Influential German psychologist Hermann Ebbinghaus first observed the effect of distributed learning, and published his findings in Memory: A Contribution to Experimental Psychology. Using himself as a subject, Ebbinghaus studied lists of nonsense syllables to control for confounding variables such as prior knowledge, allowing him to discover the spacing effect and serial position effect.

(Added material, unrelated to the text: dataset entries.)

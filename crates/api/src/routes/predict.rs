//! Fault prediction endpoint

use crate::{ApiError, AppState};
use axum::body::Bytes;
use axum::extract::State;
use axum::Json;
use inference_engine::Diagnosis;
use metrics::{counter, histogram};
use serde_json::Value;
use std::sync::Arc;
use std::time::Instant;
use tracing::debug;

/// Predict a fault from one telemetry snapshot. The body is read as JSON
/// whatever its content type.
pub async fn predict(State(state): State<Arc<AppState>>, body: Bytes) -> Result<Json<Diagnosis>, ApiError> {
    let engine = state.engine.clone().ok_or_else(|| {
        ApiError::ModelsUnavailable(
            state
                .load_error
                .clone()
                .unwrap_or_else(|| "Models are not loaded".to_string()),
        )
    })?;
    engine.ensure_ready()?;

    let payload: Value =
        serde_json::from_slice(&body).map_err(|e| ApiError::BadRequest(format!("Invalid JSON body: {}", e)))?;

    let start = Instant::now();
    let result = engine.predict_async(payload).await;
    histogram!("fault_prediction_latency_seconds").record(start.elapsed().as_secs_f64());

    match result {
        Ok(result) => {
            let outcome = if result.diagnosis.is_fault() { "fault" } else { "no_fault" };
            counter!("fault_predictions_total", "outcome" => outcome).increment(1);
            debug!(outcome, latency_ms = result.latency_ms, "Prediction served");
            Ok(Json(result.diagnosis))
        }
        Err(e) => {
            counter!("fault_predictions_total", "outcome" => "error").increment(1);
            Err(e.into())
        }
    }
}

A more recent study that researched the effects of distributed practice was done by Alan Baddeley and Longman in 1978. They researched the effectiveness of distributed practice by teaching postmen how to type using a new system on a typewriter and comparing massed and spaced learning schedules. Baddeley found that although massed practice would seem a more effective learning method because the participants would be able to learn the material in fewer days, the postmen who were taught using shorter sessions stretched over multiple days learned the material better than those who had the longer training sessions. Those who learned how to type with shorter learning sessions, spaced over more days ended up with more accurate and quicker typing.

==Methodology==
Multiple psychological functions are responsible for the beneficial effects of distributed practice. The most prevalent of these are procedural learning, priming effects, and expanding retrieval.

===Procedural learning===
Procedural learning is the act of repeating a complex activity over and over again, until all of the relevant neural systems work together to automatically produce the activity. Distributed practice is the most efficient method of procedural learning. By equally distributing the amount of practice of a given activity over a period of time, you will increase the efficiency of learning that skill.

===Priming===
Priming is an effect where an initial (often brief) exposure to a stimulus influences its subsequent recall or perception. This effect is most notable when dealing with semantic knowledge, but is also applicable to the acquisition of general skills. With regards to distributed practice, increasing the amount of practice when learning will result in an increased priming effect for subsequent practice sessions. This causes an increase in memory recall, which is equivalent to an increase in learning. This helps explain why equally distributing your practice sessions, rather than massing them into one session, allows for greater learning.

===Expanding rehearsal===
Expanding rehearsal refers to a learning schedule wherein items are initially tested after a short delay, with pre-test delay gradually increasing across subsequent trials. This phenomenon relies on the strength of the consolidated memory in order to efficiently increase success and learning. Memories that were poorly consolidated through inefficient means of practice will be harder to recall, and will reduce the learning achieved through expanding retrieval. Distributed practice directly influences the efficiency of expanding recall, as it provides the strongest basis for memory consolidation, from which to draw needed information.

==Theories==

===Free recall and cued-memory tasks===
Different theories explain the spacing effect in free recall and in explicit cued-memory tasks. Robert Greene proposed a two-factor account of the spacing effect. The spacing effect in free recall tasks is accounted for by the study-phase retrieval account. Because free recall is sensitive to contextual associations, spaced items benefit from additional encoding of contextual information. Thus, the second occurrence of an item in a list reminds the learner of the first occurrence of the same item and of the contextual features surrounding that item. When items are distributed, different contextual information is encoded with each presentation, whereas for massed items, the difference in context is relatively small. This leads to more retrieval cues being encoded with spaced than with massed items, leading to improved recall.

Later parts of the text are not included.